I've been advised by my club not to read to much into air testing. If you want a good test make a garden. Go out and bury different items at different depths. The soil composition and dampness will give different readings. not to mention the halo effect. I've tried the air tests, said my 505 won't read accurately past 5-6". Been digging solid signal dimes at 8". Hope this helps ya out. Go out and set your machine at max sensitivity and no discrimination, dig everything and learn how your machine reads stuff.

HH.
 
thanks for the feedback i hunt mostly ghost towns and their loaded w/trash so from reading good things about this coil though i give it a try just as soon as this three feet of snow melts come on spring
 
:usmc:

On my BH 505, it is very rare I bother with the depth indicator (if it did not have one, I would not miss it either) and as a rule of thumb, most coins will be found on the surface to at or about 4 inches deep.

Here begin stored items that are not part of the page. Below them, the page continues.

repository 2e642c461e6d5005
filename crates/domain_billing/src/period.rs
//! Billing period date computation
//!
//! Invoice periods are anchored to the client's billing day-of-month. The
//! start comes from the last sent invoice (or the project's creation when
//! none exists), pushed forward if the client was re-marked active later;
//! the end is the day before the billing day, one frequency later.

use chrono::{Datelike, Duration, NaiveDate};

use core_kernel::calendar::{add_months_no_overflow, first_of_month, with_day_clamped};
use core_kernel::DateRange;
use domain_client::BillingFrequency;

/// The start date of the next invoice period
///
/// Both the anchor and the client's last-marked-active date are reset to the
/// billing day of their month (clamped to month length); the later of the
/// two wins. A client never marked active contributes nothing.
pub fn period_start(
    anchor: NaiveDate,
    last_marked_active: Option<NaiveDate>,
    billing_day: u32,
) -> NaiveDate {
    let from_anchor = with_day_clamped(anchor, billing_day);
    match last_marked_active {
        Some(active) => from_anchor.max(with_day_clamped(active, billing_day)),
        None => from_anchor,
    }
}

/// The end date of an invoice period
///
/// The start moves forward by the frequency's months (overflow-safe), snaps
/// to the first of that month, and lands on the day before the billing day.
/// A billing day of 1 ends the period on the last day of the prior month.
pub fn period_end(start: NaiveDate, frequency: BillingFrequency, billing_day: u32) -> NaiveDate {
    let advanced = add_months_no_overflow(start, frequency.months());
    let month_start = first_of_month(advanced);
    if billing_day <= 1 {
        month_start.pred_opt().expect("date out of range")
    } else {
        with_day_clamped(month_start, billing_day - 1)
    }
}

/// The full invoice period for an anchor date
pub fn billing_period(
    anchor: NaiveDate,
    last_marked_active: Option<NaiveDate>,
    frequency: BillingFrequency,
    billing_day: u32,
) -> DateRange {
    let start = period_start(anchor, last_marked_active, billing_day);
    let end = period_end(start, frequency, billing_day);
    DateRange { start, end }
}

/// When the next invoice should go out, for reminders and display
///
/// Two days ahead of the anchor-plus-frequency date, so the invoice is
/// prepared before the period turns over.
pub fn next_billing_date(anchor: NaiveDate, frequency: BillingFrequency) -> NaiveDate {
    add_months_no_overflow(anchor, frequency.months()) - Duration::days(2)
}

/// Whether a project is due for invoicing today
///
/// Due once per calendar month: nothing sent this month yet and the billing
/// day has been reached.
pub fn invoice_due(last_sent_on: Option<NaiveDate>, billing_day: u32, today: NaiveDate) -> bool {
    let sent_this_month = last_sent_on
        .map(|sent| sent.year() == today.year() && sent.month() == today.month())
        .unwrap_or(false);

    !sent_this_month && billing_day <= today.day()
}


#[cfg(test)]
mod proptests {
    use super::*;
    use core_kernel::calendar::elapsed_whole_months;
    use proptest::prelude::*;

    fn any_frequency() -> impl Strategy<Value = BillingFrequency> {
        prop_oneof![
            Just(BillingFrequency::Monthly),
            Just(BillingFrequency::Quarterly),
            Just(BillingFrequency::Yearly),
        ]
    }

    proptest! {
        // Billing days past 28 can clamp the start inside February, which
        // shifts the elapsed-month reading; those cases are pinned by unit
        // tests instead.
        #[test]
        fn period_elapsed_months_identify_the_frequency(
            year in 2015i32..2035,
            month in 1u32..=12,
            billing_day in 1u32..=28,
            frequency in any_frequency(),
        ) {
            let anchor = NaiveDate::from_ymd_opt(year, month, 1).unwrap();
            let start = with_day_clamped(anchor, billing_day);
            let end = period_end(start, frequency, billing_day);

            prop_assert!(end > start);
            prop_assert_eq!(
                elapsed_whole_months(start, end),
                frequency.months() - 1
            );
        }

        #[test]
        fn period_start_is_never_before_either_input_month(
            year in 2015i32..2035,
            month in 1u32..=12,
            day in 1u32..=28,
            billing_day in 1u32..=31,
        ) {
            let anchor = NaiveDate::from_ymd_opt(year, month, day).unwrap();
            let start = period_start(anchor, None, billing_day);

            prop_assert_eq!(start.year(), anchor.year());
            prop_assert_eq!(start.month(), anchor.month());
        }
    }
}
//! Database connection pool management
//!
//! One PostgreSQL pool serves the whole process. The binary builds it at
//! startup from configuration and hands clones to the port adapters, which
//! keeps pool sizing in one place.

use sqlx::postgres::{PgConnectOptions, PgPool, PgPoolOptions};
use std::str::FromStr;
use std::time::Duration;
use tracing::info;

use crate::error::DatabaseError;

/// Alias for the PostgreSQL pool handed to repositories and adapters
pub type DatabasePool = PgPool;

/// Tuning knobs for the connection pool
///
/// # Example
///
/// ```rust
/// use std::time::Duration;
/// use infra_db::DatabaseConfig;
///
/// let config = DatabaseConfig::new("postgres://localhost/studio_portal")
///     .max_connections(20)
///     .acquire_timeout(Duration::from_secs(10));
/// ```
#[derive(Debug, Clone)]
pub struct DatabaseConfig {
    /// PostgreSQL connection string
    pub url: String,
    /// Upper bound on open connections (default: 10)
    pub max_connections: u32,
    /// Connections kept warm when idle (default: 2)
    pub min_connections: u32,
    /// How long to wait for a free connection (default: 30s)
    pub acquire_timeout: Duration,
    /// Connections are recycled after this age (default: 30 min)
    pub max_lifetime: Duration,
    /// Idle connections are closed after this long (default: 10 min)
    pub idle_timeout: Duration,
}

impl DatabaseConfig {
    /// Creates a configuration with defaults suited to a single API process
    pub fn new(url: impl Into<String>) -> Self {
        Self {
            url: url.into(),
            max_connections: 10,
            min_connections: 2,
            acquire_timeout: Duration::from_secs(30),
            max_lifetime: Duration::from_secs(30 * 60),
            idle_timeout: Duration::from_secs(10 * 60),
        }
    }

    /// Sets the upper bound on open connections
    pub fn max_connections(mut self, max: u32) -> Self {
        self.max_connections = max;
        self
    }

    /// Sets the number of connections kept warm when idle
    pub fn min_connections(mut self, min: u32) -> Self {
        self.min_connections = min;
        self
    }

    /// Sets how long a caller waits for a free connection
    pub fn acquire_timeout(mut self, timeout: Duration) -> Self {
        self.acquire_timeout = timeout;
        self
    }

    /// Sets the age at which connections are recycled
    pub fn max_lifetime(mut self, lifetime: Duration) -> Self {
        self.max_lifetime = lifetime;
        self
    }

    /// Sets how long an idle connection is kept before closing
    pub fn idle_timeout(mut self, timeout: Duration) -> Self {
        self.idle_timeout = timeout;
        self
    }
}

impl Default for DatabaseConfig {
    fn default() -> Self {
        Self::new("postgres://localhost/studio_portal")
    }
}

/// Creates a database connection pool with the given configuration
///
/// Connections identify themselves to the server as `studio-portal-billing`
/// so they can be told apart in `pg_stat_activity`.
///
/// # Errors
///
/// Returns `DatabaseError::ConnectionFailed` when the URL does not parse or
/// the pool cannot reach the server.
pub async fn create_pool(config: DatabaseConfig) -> Result<DatabasePool, DatabaseError> {
    let options = PgConnectOptions::from_str(&config.url)
        .map_err(|e| DatabaseError::ConnectionFailed(e.to_string()))?
        .application_name("studio-portal-billing");

    info!(
        max_connections = config.max_connections,
        min_connections = config.min_connections,
        "Connecting to PostgreSQL"
    );

    let pool = PgPoolOptions::new()
        .max_connections(config.max_connections)
        .min_connections(config.min_connections)
        .acquire_timeout(config.acquire_timeout)
        .max_lifetime(config.max_lifetime)
        .idle_timeout(config.idle_timeout)
        .connect_with(options)
        .await
        .map_err(|e| DatabaseError::ConnectionFailed(e.to_string()))?;

    info!("Database pool ready");
    Ok(pool)
}

#[cfg(test)]
mod tests {
    use super::*;

    #[test]
    fn test_config_builder() {
        let config = DatabaseConfig::new("postgres://test")
            .max_connections(50)
            .min_connections(10)
            .acquire_timeout(Duration::from_secs(60));

        assert_eq!(config.max_connections, 50);
        assert_eq!(config.min_connections, 10);
        assert_eq!(config.acquire_timeout, Duration::from_secs(60));
    }

    #[test]
    fn test_config_defaults() {
        let config = DatabaseConfig::default();

        assert_eq!(config.url, "postgres://localhost/studio_portal");
        assert_eq!(config.max_connections, 10);
        assert_eq!(config.idle_timeout, Duration::from_secs(600));
    }

    #[tokio::test]
    async fn test_create_pool_rejects_malformed_url() {
        let result = create_pool(DatabaseConfig::new("not-a-postgres-url")).await;
        assert!(matches!(result, Err(DatabaseError::ConnectionFailed(_))));
    }
}
//! Billing handlers
//!
//! Thin translations between HTTP and the invoicing service. Each handler
//! resolves "now" at the edge and hands it to the service so the
//! computation chain itself stays clock-free.

use axum::{
    extract::{Path, State},
    http::StatusCode,
    Json,
};
use chrono::Utc;
use uuid::Uuid;

use core_kernel::ProjectId;
use domain_billing::RecordInvoiceRequest;

use crate::dto::billing::{
    InvoiceResponse, NextBillingDateResponse, PreviewResponse, ReadyProjectResponse,
};
use crate::error::ApiError;
use crate::AppState;

/// Computes the invoice preview for a project
pub async fn billing_preview(
    State(state): State<AppState>,
    Path(id): Path<Uuid>,
) -> Result<Json<PreviewResponse>, ApiError> {
    let preview = state
        .service
        .billing_preview(ProjectId::from(id), Utc::now())
        .await?;
    Ok(Json(preview.into()))
}

/// The date the next invoice is due to go out
pub async fn next_billing_date(
    State(state): State<AppState>,
    Path(id): Path<Uuid>,
) -> Result<Json<NextBillingDateResponse>, ApiError> {
    let next = state.service.next_billing_date(ProjectId::from(id)).await?;
    Ok(Json(NextBillingDateResponse {
        project_id: id,
        next_billing_date: next,
    }))
}

/// Lists projects due for invoicing today
pub async fn ready_to_invoice(
    State(state): State<AppState>,
) -> Result<Json<Vec<ReadyProjectResponse>>, ApiError> {
    let ready = state.service.ready_to_invoice(Utc::now()).await?;
    Ok(Json(ready.into_iter().map(Into::into).collect()))
}

/// Lists invoices recorded for a project, newest first
pub async fn list_invoices(
    State(state): State<AppState>,
    Path(id): Path<Uuid>,
) -> Result<Json<Vec<InvoiceResponse>>, ApiError> {
    let invoices = state.service.invoices_for(ProjectId::from(id)).await?;
    Ok(Json(invoices.into_iter().map(Into::into).collect()))
}

/// Records an invoice for the project's current period
pub async fn record_invoice(
    State(state): State<AppState>,
    Path(id): Path<Uuid>,
    Json(request): Json<RecordInvoiceRequest>,
) -> Result<(StatusCode, Json<InvoiceResponse>), ApiError> {
    let invoice = state
        .service
        .record_invoice(ProjectId::from(id), request, Utc::now())
        .await?;
    Ok((StatusCode::CREATED, Json(invoice.into())))
}
//! Billing DTOs

use chrono::{DateTime, NaiveDate, Utc};
use rust_decimal::Decimal;
use serde::Serialize;
use uuid::Uuid;

use core_kernel::{DateRange, Money};
use domain_billing::{Invoice, InvoicePreview, RateSource, ReadyToInvoice};

/// Money rendered as an amount plus ISO currency code
#[derive(Debug, Serialize)]
pub struct MoneyDto {
    pub amount: Decimal,
    pub currency: String,
}

impl From<&Money> for MoneyDto {
    fn from(money: &Money) -> Self {
        Self {
            amount: money.amount(),
            currency: money.currency().code().to_string(),
        }
    }
}

#[derive(Debug, Serialize)]
pub struct PeriodDto {
    pub start: NaiveDate,
    pub end: NaiveDate,
}

impl From<&DateRange> for PeriodDto {
    fn from(range: &DateRange) -> Self {
        Self {
            start: range.start,
            end: range.end,
        }
    }
}

/// The invoice preview for a project, as the invoice form shows it
#[derive(Debug, Serialize)]
pub struct PreviewResponse {
    pub project_id: Uuid,
    pub client_id: Uuid,
    pub number: String,
    pub period: PeriodDto,
    pub billed_hours: Decimal,
    pub expected_hours: Decimal,
    pub velocity: Decimal,
    #[serde(skip_serializing_if = "Option::is_none")]
    pub amc_billable_hours: Option<Decimal>,
    pub amount: MoneyDto,
    pub tax: MoneyDto,
    pub bank_charges: MoneyDto,
    pub total: MoneyDto,
    pub rate_source: String,
    #[serde(skip_serializing_if = "Option::is_none")]
    pub rate_term: Option<String>,
    pub next_billing_date: NaiveDate,
}

impl From<InvoicePreview> for PreviewResponse {
    fn from(preview: InvoicePreview) -> Self {
        Self {
            project_id: preview.project_id.into(),
            client_id: preview.client_id.into(),
            number: preview.number,
            period: PeriodDto::from(&preview.period),
            billed_hours: preview.billed_hours,
            expected_hours: preview.expected_hours,
            velocity: preview.velocity,
            amc_billable_hours: preview.amc_billable_hours,
            amount: MoneyDto::from(&preview.amount),
            tax: MoneyDto::from(&preview.tax),
            bank_charges: MoneyDto::from(&preview.bank_charges),
            total: MoneyDto::from(&preview.total),
            rate_source: rate_source_label(preview.rate_source).to_string(),
            rate_term: preview.rate_term.map(|term| term.as_db_value().to_string()),
            next_billing_date: preview.next_billing_date,
        }
    }
}

#[derive(Debug, Serialize)]
pub struct InvoiceResponse {
    pub id: Uuid,
    pub number: String,
    pub period: PeriodDto,
    pub amount: MoneyDto,
    pub tax: MoneyDto,
    pub bank_charges: MoneyDto,
    pub total: MoneyDto,
    pub status: String,
    #[serde(skip_serializing_if = "Option::is_none")]
    pub sent_on: Option<NaiveDate>,
    pub created_at: DateTime<Utc>,
}

impl From<Invoice> for InvoiceResponse {
    fn from(invoice: Invoice) -> Self {
        Self {
            id: invoice.id.into(),
            number: invoice.number,
            period: PeriodDto::from(&invoice.period),
            amount: MoneyDto::from(&invoice.amount),
            tax: MoneyDto::from(&invoice.tax),
            bank_charges: MoneyDto::from(&invoice.bank_charges),
            total: MoneyDto::from(&invoice.total),
            status: invoice.status.as_db_value().to_string(),
            sent_on: invoice.sent_on,
            created_at: invoice.created_at,
        }
    }
}

/// One row of the ready-to-invoice listing
#[derive(Debug, Serialize)]
pub struct ReadyProjectResponse {
    pub project_id: Uuid,
    pub project_name: String,
    pub client_id: Uuid,
    pub client_name: String,
    pub billing_day: u32,
    #[serde(skip_serializing_if = "Option::is_none")]
    pub last_sent_on: Option<NaiveDate>,
}

impl From<ReadyToInvoice> for ReadyProjectResponse {
    fn from(ready: ReadyToInvoice) -> Self {
        Self {
            project_id: ready.project_id.into(),
            project_name: ready.project_name,
            client_id: ready.client_id.into(),
            client_name: ready.client_name,
            billing_day: ready.billing_day,
            last_sent_on: ready.last_sent_on,
        }
    }
}

#[derive(Debug, Serialize)]
pub struct NextBillingDateResponse {
    pub project_id: Uuid,
    pub next_billing_date: NaiveDate,
}

fn rate_source_label(source: RateSource) -> &'static str {
    match source {
        RateSource::Project => "project",
        RateSource::Client => "client",
    }
}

You will love that 4" coil in trashed out areas, getting in closer to metal posts or fences and sheds, finding smaller items, and searching in soils with more mineral content.

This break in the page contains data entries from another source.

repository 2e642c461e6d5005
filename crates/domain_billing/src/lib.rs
//! Billing Domain - Period Amounts and Invoice Dates
//!
//! This crate implements the billing computation chain for client projects:
//! which rate and term apply, what a billing period is worth, and which
//! dates the period runs between.
//!
//! # Computation Chain
//!
//! The calculators compose in a fixed order:
//! - Rate resolution picks the project override or the client default
//! - Tax applies IGST to domestic clients' billable amounts
//! - The period amount scales the base by the billing cycle and adds tax
//!   and bank charges once
//! - The period dates anchor on the client's billing day-of-month
//!
//! # Example
//!
//! ```rust,ignore
//! use domain_billing::{billing_period, period_amount, resolve};
//!
//! let resolved = resolve(client.billing_details()?, override_row.as_ref());
//! let period = billing_period(anchor, client.last_marked_active_on,
//!     details.frequency, details.billing_day);
//! let charge = period_amount(term, resolved.source, details.frequency,
//!     &period, &resolved.rate, billed_hours, &tax, &bank_charges)?;
//! ```
//!
//! The `InvoicingService` runs the whole chain over the persistence ports
//! and is what the HTTP layer talks to.

pub mod amount;
pub mod error;
pub mod invoice;
pub mod ledger;
pub mod period;
pub mod ports;
pub mod rates;
pub mod service;
pub mod tax;

pub use amount::{
    amc_billable_hours_display, billable_amount, billing_cycle, cycle_from_elapsed_months,
    cycle_multiplier, period_amount, resource_billable_amount, total_payable, PeriodCharge,
};
pub use error::BillingError;
pub use invoice::{Invoice, InvoiceStatus};
pub use ledger::{
    fiscal_quarter, fiscal_year, net_amount, net_amount_for_quarter, EntryKind, LedgerEntry,
};
pub use period::{billing_period, invoice_due, next_billing_date, period_end, period_start};
pub use ports::{
    BillingContext, InvoiceNumbering, InvoiceStore, PortError, ProjectDirectory, ReadyToInvoice,
};
pub use rates::{resolve, BillingLevel, ProjectBillingDetail, RateSource, ResolvedRate};
pub use service::{InvoicePreview, InvoicingService, RecordInvoiceRequest};
pub use tax::tax_for;
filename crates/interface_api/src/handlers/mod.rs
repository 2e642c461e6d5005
//! Request handlers

pub mod billing;
pub mod health;
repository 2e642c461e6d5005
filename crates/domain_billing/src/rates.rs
//! Rate and term resolution
//!
//! Every period computation starts from one authoritative rate and term.
//! A project may carry its own billing detail row overriding the client's
//! configuration; resolution picks the override when it holds a non-zero
//! rate and falls back to the client otherwise. Nothing is cached, so
//! removing an override immediately restores the client values.

use serde::{Deserialize, Serialize};

use core_kernel::Money;
use domain_client::{ClientBillingDetails, ServiceRateTerm};

/// Whether invoices for a project are grouped at the project or client level
#[derive(Debug, Clone, Copy, PartialEq, Eq, Hash, Serialize, Deserialize)]
#[serde(rename_all = "snake_case")]
pub enum BillingLevel {
    Project,
    Client,
}

impl BillingLevel {
    pub fn from_db_value(value: &str) -> Option<Self> {
        match value {
            "project" => Some(Self::Project),
            "client" => Some(Self::Client),
            _ => None,
        }
    }

    pub fn as_db_value(&self) -> &'static str {
        match self {
            Self::Project => "project",
            Self::Client => "client",
        }
    }
}

/// Per-project billing override
///
/// Both fields are optional; a zero or absent rate means "no rate override"
/// while the row itself may still carry a term override.
#[derive(Debug, Clone, PartialEq, Default, Serialize, Deserialize)]
pub struct ProjectBillingDetail {
    /// Overriding service rate, ignored when zero
    pub service_rate: Option<Money>,
    /// Overriding rate term
    pub service_rate_term: Option<ServiceRateTerm>,
}

impl ProjectBillingDetail {
    pub fn new() -> Self {
        Self::default()
    }

    /// Sets the overriding rate
    pub fn with_rate(mut self, rate: Money) -> Self {
        self.service_rate = Some(rate);
        self
    }

    /// Sets the overriding term
    pub fn with_rate_term(mut self, term: ServiceRateTerm) -> Self {
        self.service_rate_term = Some(term);
        self
    }

    /// The override rate when it is present and non-zero
    pub fn effective_rate(&self) -> Option<&Money> {
        self.service_rate.as_ref().filter(|rate| !rate.is_zero())
    }
}

/// Which side supplied the resolved rate
///
/// The period-amount calculator keys its billing-cycle inference on this:
/// project-sourced rates read the cycle off the period length, client-sourced
/// rates read it off the client's billing frequency.
#[derive(Debug, Clone, Copy, PartialEq, Eq, Hash, Serialize, Deserialize)]
#[serde(rename_all = "snake_case")]
pub enum RateSource {
    Project,
    Client,
}

/// The authoritative rate and term for one project and period
#[derive(Debug, Clone, PartialEq, Serialize, Deserialize)]
pub struct ResolvedRate {
    /// The service rate to bill at
    pub rate: Money,
    /// The term the rate is quoted per, when one is configured anywhere
    pub term: Option<ServiceRateTerm>,
    /// Where the rate came from
    pub source: RateSource,
}

/// Resolves the rate and term for a project
///
/// Rate precedence: non-zero project override, else the client rate. Term
/// precedence: the override row's term, else the client term. The two are
/// resolved independently; an override row with only a term still bills at
/// the client rate.
pub fn resolve(
    client_details: &ClientBillingDetails,
    override_detail: Option<&ProjectBillingDetail>,
) -> ResolvedRate {
    let override_rate = override_detail.and_then(ProjectBillingDetail::effective_rate);

    let (rate, source) = match override_rate {
        Some(rate) => (*rate, RateSource::Project),
        None => (client_details.service_rate, RateSource::Client),
    };

    let term = override_detail
        .and_then(|detail| detail.service_rate_term)
        .or(client_details.service_rate_term);

    ResolvedRate { rate, term, source }
}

Air testing can be helpful in learning a machines various responses to metals but the real education begins when hunting Old Mother Earth. And any of these machines with all the Bells and Whistles can be fooled because they are pretty much set up for the most sought after metal alloy contents that make up coins for instance and soils that would be most encountered. But if a piece of metal has about the same alloy make up as a coin, don't be surprised to dig up some foils when the machine said it was a silver coin. Not all bottle caps or pull tabs detect or display the same either. All my detectors but the BH 505 are hunted by sound only, no identifying tones or depth, but I keep a small collection of various things I've found through time that did not Tone Identify or Discriminate correctly. I keep a small Tackle Box with my smaller metal detecting stuff in it. Even for my Gold Machines, I have Hot Rocks I've saved and even made up a zip-lock bag full of black sand for my testing.

The best thing you can do is make a Test Garden and map it but first making sure there are no other metallic objects in it. And to make it interesting, put a nickle under a Hot rock or place a pull tab by a copper penny. In the real world of detecting, not every coin is going to be found free of other things around it or from being under the coil at the same time. Set up a garden that will drive it almost nuts.
 
I need to add that my test measurements were in a brand new coin garden, with out any halo or trash. I have also dug deeper targets with my 505 "in the field".